__TASK DETAILS__
Where in the listing does the string "compiled" appear? Copy every line that holds it.

__DATA EXTRACTS__
*** Begin section ***

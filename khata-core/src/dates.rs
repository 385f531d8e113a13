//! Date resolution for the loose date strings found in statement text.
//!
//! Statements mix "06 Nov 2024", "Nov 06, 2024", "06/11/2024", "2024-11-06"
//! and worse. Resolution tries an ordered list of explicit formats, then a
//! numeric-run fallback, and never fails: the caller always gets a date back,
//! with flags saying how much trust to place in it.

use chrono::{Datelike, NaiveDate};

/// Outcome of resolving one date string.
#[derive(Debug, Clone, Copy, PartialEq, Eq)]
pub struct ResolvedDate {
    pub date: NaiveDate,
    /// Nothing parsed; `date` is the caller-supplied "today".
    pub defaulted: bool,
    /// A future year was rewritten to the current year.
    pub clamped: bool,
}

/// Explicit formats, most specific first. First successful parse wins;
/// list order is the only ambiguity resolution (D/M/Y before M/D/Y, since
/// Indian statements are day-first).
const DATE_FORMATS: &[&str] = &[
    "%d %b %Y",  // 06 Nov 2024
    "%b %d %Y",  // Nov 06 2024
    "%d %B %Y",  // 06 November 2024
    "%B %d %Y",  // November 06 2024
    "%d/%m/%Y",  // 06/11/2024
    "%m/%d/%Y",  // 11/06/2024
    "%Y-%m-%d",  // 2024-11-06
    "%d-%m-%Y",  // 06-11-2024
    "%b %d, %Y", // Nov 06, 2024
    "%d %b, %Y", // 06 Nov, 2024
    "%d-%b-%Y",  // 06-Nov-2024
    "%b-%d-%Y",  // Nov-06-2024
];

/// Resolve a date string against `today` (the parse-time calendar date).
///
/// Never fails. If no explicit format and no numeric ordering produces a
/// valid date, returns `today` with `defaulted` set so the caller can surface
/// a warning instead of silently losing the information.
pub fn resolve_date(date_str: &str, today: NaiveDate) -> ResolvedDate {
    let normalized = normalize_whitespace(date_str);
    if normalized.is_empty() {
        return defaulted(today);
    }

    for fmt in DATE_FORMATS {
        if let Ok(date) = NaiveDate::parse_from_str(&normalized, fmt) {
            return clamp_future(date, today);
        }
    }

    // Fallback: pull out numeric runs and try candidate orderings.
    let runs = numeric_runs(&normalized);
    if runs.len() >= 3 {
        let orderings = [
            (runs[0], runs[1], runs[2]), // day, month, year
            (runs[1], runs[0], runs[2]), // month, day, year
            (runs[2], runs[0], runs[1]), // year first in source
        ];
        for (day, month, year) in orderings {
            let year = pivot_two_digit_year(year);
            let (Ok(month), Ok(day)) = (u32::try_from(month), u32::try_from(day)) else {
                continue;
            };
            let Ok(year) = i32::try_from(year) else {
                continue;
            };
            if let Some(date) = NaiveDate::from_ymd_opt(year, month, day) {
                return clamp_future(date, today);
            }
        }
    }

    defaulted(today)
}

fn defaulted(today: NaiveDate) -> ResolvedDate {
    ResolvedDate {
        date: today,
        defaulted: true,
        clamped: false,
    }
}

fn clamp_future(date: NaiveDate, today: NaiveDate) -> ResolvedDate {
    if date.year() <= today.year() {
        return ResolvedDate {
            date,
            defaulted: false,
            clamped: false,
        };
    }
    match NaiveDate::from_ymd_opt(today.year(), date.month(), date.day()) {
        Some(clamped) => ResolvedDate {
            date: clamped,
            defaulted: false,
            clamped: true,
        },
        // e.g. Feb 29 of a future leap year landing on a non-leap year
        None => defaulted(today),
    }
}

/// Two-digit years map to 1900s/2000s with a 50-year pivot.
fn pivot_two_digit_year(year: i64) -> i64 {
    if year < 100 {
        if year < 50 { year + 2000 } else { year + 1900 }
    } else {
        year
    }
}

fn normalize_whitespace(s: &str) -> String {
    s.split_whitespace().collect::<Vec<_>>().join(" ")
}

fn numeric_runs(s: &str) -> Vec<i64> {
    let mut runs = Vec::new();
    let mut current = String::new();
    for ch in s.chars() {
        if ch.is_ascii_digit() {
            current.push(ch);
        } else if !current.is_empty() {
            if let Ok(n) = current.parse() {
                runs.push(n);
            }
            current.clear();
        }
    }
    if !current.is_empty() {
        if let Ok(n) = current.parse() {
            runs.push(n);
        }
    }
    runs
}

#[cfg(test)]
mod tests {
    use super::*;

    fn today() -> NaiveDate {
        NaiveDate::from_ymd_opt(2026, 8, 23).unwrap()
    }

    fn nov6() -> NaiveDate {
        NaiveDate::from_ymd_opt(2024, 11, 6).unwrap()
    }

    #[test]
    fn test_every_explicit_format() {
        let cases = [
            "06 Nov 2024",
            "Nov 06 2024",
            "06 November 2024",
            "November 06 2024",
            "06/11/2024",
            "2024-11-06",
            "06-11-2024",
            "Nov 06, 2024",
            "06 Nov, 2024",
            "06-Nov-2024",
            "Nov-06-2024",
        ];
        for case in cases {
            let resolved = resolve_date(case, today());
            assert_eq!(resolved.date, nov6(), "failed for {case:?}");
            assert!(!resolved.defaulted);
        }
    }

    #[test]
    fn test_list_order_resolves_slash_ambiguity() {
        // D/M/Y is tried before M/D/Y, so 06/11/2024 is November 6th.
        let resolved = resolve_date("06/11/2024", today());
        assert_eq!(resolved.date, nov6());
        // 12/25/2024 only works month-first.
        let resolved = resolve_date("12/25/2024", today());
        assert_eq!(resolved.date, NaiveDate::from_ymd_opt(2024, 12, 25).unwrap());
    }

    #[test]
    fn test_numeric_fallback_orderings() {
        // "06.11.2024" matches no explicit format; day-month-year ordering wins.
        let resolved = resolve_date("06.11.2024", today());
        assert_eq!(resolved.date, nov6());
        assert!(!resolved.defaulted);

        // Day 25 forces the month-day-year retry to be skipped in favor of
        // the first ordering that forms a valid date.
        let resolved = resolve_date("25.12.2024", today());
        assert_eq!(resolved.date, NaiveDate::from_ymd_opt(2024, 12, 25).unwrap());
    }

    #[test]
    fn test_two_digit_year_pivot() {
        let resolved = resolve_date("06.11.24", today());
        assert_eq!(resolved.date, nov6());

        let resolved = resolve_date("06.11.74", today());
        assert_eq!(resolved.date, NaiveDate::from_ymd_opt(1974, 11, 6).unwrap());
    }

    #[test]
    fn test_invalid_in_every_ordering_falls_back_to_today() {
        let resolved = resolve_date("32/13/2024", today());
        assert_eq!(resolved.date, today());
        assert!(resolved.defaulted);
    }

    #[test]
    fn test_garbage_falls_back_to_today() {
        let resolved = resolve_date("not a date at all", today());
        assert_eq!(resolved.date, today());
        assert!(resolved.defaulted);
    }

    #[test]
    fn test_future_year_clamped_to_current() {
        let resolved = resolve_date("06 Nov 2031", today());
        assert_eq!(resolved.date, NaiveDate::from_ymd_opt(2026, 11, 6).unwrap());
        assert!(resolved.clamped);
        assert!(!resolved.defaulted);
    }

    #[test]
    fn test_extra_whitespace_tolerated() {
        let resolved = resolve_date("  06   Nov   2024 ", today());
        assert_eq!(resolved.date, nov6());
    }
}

*** End section ***
*** Begin section ***

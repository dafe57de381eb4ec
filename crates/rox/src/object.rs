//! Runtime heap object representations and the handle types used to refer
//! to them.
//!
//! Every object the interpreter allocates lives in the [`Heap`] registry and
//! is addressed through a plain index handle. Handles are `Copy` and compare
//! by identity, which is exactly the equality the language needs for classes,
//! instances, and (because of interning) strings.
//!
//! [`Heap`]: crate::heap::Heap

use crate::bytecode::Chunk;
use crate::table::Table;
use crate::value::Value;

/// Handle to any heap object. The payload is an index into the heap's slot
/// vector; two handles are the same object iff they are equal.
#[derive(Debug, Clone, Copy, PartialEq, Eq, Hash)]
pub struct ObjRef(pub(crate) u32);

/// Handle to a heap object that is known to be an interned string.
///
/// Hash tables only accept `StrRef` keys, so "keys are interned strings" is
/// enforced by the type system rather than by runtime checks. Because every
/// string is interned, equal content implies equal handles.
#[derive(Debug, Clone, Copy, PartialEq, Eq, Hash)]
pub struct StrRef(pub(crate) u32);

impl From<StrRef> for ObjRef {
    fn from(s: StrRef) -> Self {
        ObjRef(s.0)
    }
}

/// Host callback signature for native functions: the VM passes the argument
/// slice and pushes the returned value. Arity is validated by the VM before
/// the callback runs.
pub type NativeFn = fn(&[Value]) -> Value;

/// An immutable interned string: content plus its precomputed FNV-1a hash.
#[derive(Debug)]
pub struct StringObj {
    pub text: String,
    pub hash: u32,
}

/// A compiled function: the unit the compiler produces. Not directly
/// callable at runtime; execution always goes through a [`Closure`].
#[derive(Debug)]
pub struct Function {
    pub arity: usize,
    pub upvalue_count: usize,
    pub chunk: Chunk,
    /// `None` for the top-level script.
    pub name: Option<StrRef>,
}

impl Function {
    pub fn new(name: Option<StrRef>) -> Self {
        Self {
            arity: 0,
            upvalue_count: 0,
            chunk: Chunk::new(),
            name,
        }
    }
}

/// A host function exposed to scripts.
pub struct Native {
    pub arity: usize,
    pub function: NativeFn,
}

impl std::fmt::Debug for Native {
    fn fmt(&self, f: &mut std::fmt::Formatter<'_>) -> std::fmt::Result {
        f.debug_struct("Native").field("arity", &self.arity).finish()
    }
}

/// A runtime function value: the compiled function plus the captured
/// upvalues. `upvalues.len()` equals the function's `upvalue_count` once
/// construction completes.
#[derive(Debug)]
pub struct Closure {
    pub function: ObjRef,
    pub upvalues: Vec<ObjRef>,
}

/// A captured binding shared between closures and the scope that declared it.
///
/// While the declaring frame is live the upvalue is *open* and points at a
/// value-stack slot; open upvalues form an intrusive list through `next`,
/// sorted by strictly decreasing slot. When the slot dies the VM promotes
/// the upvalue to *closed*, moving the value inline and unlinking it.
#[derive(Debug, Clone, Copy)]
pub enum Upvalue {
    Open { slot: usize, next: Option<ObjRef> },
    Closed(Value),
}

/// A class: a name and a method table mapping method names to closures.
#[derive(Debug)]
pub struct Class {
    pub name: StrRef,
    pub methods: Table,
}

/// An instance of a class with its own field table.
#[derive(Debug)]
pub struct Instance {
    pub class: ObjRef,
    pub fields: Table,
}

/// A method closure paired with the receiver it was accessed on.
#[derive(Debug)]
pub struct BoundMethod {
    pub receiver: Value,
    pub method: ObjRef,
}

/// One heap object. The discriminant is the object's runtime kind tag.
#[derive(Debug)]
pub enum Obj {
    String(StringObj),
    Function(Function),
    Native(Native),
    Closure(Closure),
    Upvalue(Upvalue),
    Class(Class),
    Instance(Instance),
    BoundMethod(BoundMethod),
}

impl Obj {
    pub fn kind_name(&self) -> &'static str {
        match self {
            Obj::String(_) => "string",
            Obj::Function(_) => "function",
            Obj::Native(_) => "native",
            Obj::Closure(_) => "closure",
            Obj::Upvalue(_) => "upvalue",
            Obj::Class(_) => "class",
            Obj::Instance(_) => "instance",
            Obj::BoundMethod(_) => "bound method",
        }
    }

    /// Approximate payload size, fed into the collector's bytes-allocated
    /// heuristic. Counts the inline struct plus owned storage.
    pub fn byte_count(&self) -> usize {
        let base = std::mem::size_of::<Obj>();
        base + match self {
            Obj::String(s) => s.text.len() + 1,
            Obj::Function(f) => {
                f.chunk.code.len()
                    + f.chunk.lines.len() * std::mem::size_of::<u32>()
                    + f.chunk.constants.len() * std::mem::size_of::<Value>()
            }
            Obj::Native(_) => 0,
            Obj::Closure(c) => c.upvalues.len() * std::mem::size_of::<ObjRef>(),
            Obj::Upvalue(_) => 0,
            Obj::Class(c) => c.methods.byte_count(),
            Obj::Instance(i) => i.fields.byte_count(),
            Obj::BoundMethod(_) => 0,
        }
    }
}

*** End section ***
*** Begin section ***

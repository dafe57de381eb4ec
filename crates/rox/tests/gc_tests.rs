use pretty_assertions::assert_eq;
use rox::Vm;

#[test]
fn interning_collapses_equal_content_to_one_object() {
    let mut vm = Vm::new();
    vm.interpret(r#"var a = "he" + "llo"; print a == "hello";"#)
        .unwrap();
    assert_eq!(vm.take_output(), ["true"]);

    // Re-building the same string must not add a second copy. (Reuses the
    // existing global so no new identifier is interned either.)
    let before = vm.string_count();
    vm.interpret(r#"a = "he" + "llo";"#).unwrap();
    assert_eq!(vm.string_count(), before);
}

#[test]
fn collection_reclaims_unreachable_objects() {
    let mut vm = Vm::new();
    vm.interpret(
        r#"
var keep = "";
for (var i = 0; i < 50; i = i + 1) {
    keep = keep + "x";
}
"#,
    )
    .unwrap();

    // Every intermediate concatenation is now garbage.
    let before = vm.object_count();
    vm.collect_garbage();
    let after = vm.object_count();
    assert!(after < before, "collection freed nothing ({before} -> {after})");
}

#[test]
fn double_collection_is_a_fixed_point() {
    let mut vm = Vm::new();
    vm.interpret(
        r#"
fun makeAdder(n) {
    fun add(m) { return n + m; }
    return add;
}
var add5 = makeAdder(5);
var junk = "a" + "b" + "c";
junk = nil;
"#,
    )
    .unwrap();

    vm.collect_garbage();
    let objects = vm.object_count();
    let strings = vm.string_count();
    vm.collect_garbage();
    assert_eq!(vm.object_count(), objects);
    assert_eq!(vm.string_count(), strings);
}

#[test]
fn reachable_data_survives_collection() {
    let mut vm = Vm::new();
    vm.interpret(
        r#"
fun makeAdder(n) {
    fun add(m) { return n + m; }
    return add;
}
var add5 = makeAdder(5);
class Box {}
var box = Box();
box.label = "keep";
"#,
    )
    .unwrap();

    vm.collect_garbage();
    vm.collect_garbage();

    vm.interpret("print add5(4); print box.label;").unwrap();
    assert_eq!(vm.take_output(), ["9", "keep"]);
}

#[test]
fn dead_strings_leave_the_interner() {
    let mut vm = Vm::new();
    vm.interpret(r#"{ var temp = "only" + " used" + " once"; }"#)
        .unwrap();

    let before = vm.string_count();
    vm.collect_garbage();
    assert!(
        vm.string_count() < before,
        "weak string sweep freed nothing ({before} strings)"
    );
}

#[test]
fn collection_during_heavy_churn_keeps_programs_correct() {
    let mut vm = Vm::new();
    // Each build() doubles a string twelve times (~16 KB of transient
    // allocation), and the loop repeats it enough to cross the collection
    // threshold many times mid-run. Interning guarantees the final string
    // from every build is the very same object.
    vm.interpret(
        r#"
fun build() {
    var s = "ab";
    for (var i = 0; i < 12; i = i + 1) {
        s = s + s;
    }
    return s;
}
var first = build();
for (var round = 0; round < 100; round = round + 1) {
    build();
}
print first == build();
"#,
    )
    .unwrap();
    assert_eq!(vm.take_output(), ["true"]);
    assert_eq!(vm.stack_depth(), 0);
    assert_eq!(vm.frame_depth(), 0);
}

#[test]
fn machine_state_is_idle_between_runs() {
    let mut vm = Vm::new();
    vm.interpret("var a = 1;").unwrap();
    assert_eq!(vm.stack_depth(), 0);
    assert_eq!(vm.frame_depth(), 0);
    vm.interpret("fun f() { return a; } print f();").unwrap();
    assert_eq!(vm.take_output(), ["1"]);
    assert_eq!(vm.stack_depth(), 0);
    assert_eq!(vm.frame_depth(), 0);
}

*** End section ***

__EXERCISE SOLUTION__
/// A compiled function: the unit the compiler produces. Not directly
/// A runtime function value: the compiled function plus the captured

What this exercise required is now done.